Tarihin en eski ve karanlık dönemlerinden beri günümüze değin varlığını sürdürmüş, hemen hemen her toplumda benzer ve farklı biçimlerde kendisini göstermiş bir tanım olan mizojini, birçok kişi tarafından bilinmiyor. İşte, o kavramın tanımı ve tarihi...
MİZOJİNİ NEDİR?
Kadın düşmanlığı (mizojini), kadınlara karşı duyulan soğukluk, antipati veya abartılı düşmanlıktır. İngilizcedeki "misogyny" terimi Yunancadaki kadın (gyne) ve nefret etmek (misein) kelimelerinden türetilmiştir. Kadın karşıtı cinsiyetçilik ile karşılaştırıldığında kadın düşmanlığı (misogyny), genelde erkeklerde görülen kadın karşıtlığı olduğu gibi bazı kadınlarda da buna ilişkin görüşler görülebilmektedir.
MİZOJİNİNİN İLK İZİ
Mizojininin ilk düşünsel izlerine, kadını günahın ve yeryüzündeki kötülüklerin temsili olarak gösteren Yunan mitolojisinde rastlanıyor. Tanrı Zeus ateşi gökyüzünden çalarak yeryüzüne indiren Tanrı Prometheus’u cezalandırmak için ona bir hediye verir. Hazırlanan hediye ise eşi benzerine rastlanmyan bir kötülük olarak tasarlanan bir kadındır.
Zeus, emrindeki Olympos Tanrılarına, Pandora’ya “hayvanca bir güdü ve düzenbaz bir davranış” vermelerini emreder. Sonra da onu Prometheus’un kardeşi Epimetheus’a armağan olarak yollar. Epimetheus, Pandora’nın çekiciliğine dayanamayarak onu kendisine eş yapar. Yunan söylencesine göre Pandora’ya yanında çeyiz olarak verilen kutu açıldığında insanlar üzüntüye, zamanından önce yaşlanmaya, hastalığa ve acılar içinde ölüme mahkûm edilmişlerdir (Holland, 2006). Pandora kutuyu açar ve kötülük yeryüzüne böylece bir kadınla birlikte girmiş olur. Fakat burada suçlanan, kötülüğü ve acıyı yaratan erkek Tanrı değil, kendisine hediye olarak verilen ve açmaması gerektiği söylenilen kutuyu açan, böylece merakına yenik düşerek zayıflık gösterdiğine inanılan ve Yunan mitolojisine göre ilk kadın olan Pandora olmuştur.
MİZOJİNİST KİME DENİR?
Feminist teoride kadın düşmanlığı, erkeklerin kadını ikinci plana attığı düşünülen ırkçılık veya Yahudi-karşıtlığına benzer politik bir ideoloji olarak değerlendirilir.

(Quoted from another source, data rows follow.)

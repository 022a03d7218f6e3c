//! Normalized path handling for branch trees

use std::path::{Path, PathBuf};

/// A path normalized to use forward slashes internally.
///
/// Resource locations are built by string joins
/// (`<root>/<branch>/<storagePath>/<name><suffix>`), so the internal form
/// always uses forward slashes and is converted to a native path only at
/// I/O boundaries.
#[derive(Debug, Clone, PartialEq, Eq, Hash, PartialOrd, Ord)]
pub struct NormalizedPath {
    /// Internal representation always uses forward slashes
    inner: String,
}

impl NormalizedPath {
    /// Create a new NormalizedPath from any path-like input.
    pub fn new(path: impl AsRef<Path>) -> Self {
        let path_str = path.as_ref().to_string_lossy();
        Self {
            inner: path_str.replace('\\', "/"),
        }
    }

    /// Get the internal normalized string representation.
    pub fn as_str(&self) -> &str {
        &self.inner
    }

    /// Convert to a platform-native PathBuf for I/O operations.
    pub fn to_native(&self) -> PathBuf {
        PathBuf::from(&self.inner)
    }

    /// Join this path with a segment.
    ///
    /// An empty segment returns the path unchanged, so a storage path of
    /// `""` resolves to the branch root itself.
    pub fn join(&self, segment: &str) -> Self {
        let segment_normalized = segment.replace('\\', "/");
        let segment_normalized = segment_normalized.trim_start_matches('/');
        if segment_normalized.is_empty() {
            return self.clone();
        }
        let joined = if self.inner.ends_with('/') {
            format!("{}{}", self.inner, segment_normalized)
        } else {
            format!("{}/{}", self.inner, segment_normalized)
        };
        Self { inner: joined }
    }

    /// Get the parent directory.
    pub fn parent(&self) -> Option<Self> {
        let trimmed = self.inner.trim_end_matches('/');
        match trimmed.rfind('/') {
            Some(idx) if idx > 0 => Some(Self {
                inner: trimmed[..idx].to_string(),
            }),
            Some(0) => Some(Self {
                inner: "/".to_string(),
            }),
            _ => None,
        }
    }

    /// Get the file name component.
    pub fn file_name(&self) -> Option<&str> {
        let trimmed = self.inner.trim_end_matches('/');
        trimmed.rsplit('/').next().filter(|name| !name.is_empty())
    }

    /// Get the file name with its last extension stripped.
    ///
    /// `codec.yml` becomes `codec`, `a.b.yaml` becomes `a.b`, a name
    /// without a dot is returned whole.
    pub fn file_stem(&self) -> Option<&str> {
        self.file_name().map(strip_extension)
    }

    /// Check if this path exists on the filesystem.
    pub fn exists(&self) -> bool {
        self.to_native().exists()
    }

    /// Check if this is a directory.
    pub fn is_dir(&self) -> bool {
        self.to_native().is_dir()
    }

    /// Check if this is a regular file.
    pub fn is_file(&self) -> bool {
        self.to_native().is_file()
    }
}

/// Strip the last `.extension` from a file name.
pub fn strip_extension(file_name: &str) -> &str {
    match file_name.rfind('.') {
        Some(idx) => &file_name[..idx],
        None => file_name,
    }
}

impl AsRef<Path> for NormalizedPath {
    fn as_ref(&self) -> &Path {
        Path::new(&self.inner)
    }
}

impl std::fmt::Display for NormalizedPath {
    fn fmt(&self, f: &mut std::fmt::Formatter<'_>) -> std::fmt::Result {
        write!(f, "{}", self.inner)
    }
}

impl From<&str> for NormalizedPath {
    fn from(s: &str) -> Self {
        Self::new(s)
    }
}

impl From<String> for NormalizedPath {
    fn from(s: String) -> Self {
        Self::new(s)
    }
}

impl From<PathBuf> for NormalizedPath {
    fn from(p: PathBuf) -> Self {
        Self::new(p)
    }
}

impl From<&Path> for NormalizedPath {
    fn from(p: &Path) -> Self {
        Self::new(p)
    }
}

Ruhsal bir bozukluktan ileri gelebileceği gibi, sıklıkla bireyin çocukluktaki yaşantılarından, bunların özellikle anne ve babaya ilişkin olanlarından kaynaklanabilir. Gerek erkeklerde, gerekse kadınlarda görülebilir. Anne ve babanın Oedipus kompleksi dönemini yaşayan çocuklar karşısında takındıkları yanlış tutum, sergiledikleri yanlış davranış böyle bir duruma neden olabilir.

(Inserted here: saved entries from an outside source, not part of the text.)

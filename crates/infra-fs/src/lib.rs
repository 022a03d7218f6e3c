//! Filesystem layer for the infra repository
//!
//! Provides normalized path handling, document suffix rules, content
//! hashing, atomic writes and the advisory branch lock.

pub mod checksum;
pub mod error;
pub mod io;
pub mod lock;
pub mod path;
pub mod suffix;

pub use error::{Error, Result};
pub use lock::BranchLock;
pub use path::NormalizedPath;
pub use suffix::DocumentSuffix;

Kimi babaların kız evlatlarına karşı aşağılayıcı, küçümser davranışı, erkek evladın kız evlada üstün tutulması da böyle bir tutumu doğuran etkenler arasındadır. Kadın düşmanlığı bazen, tüm dişisel nesnelere düşman gözüyle bakacak kadar aşırı boyuta varabilir.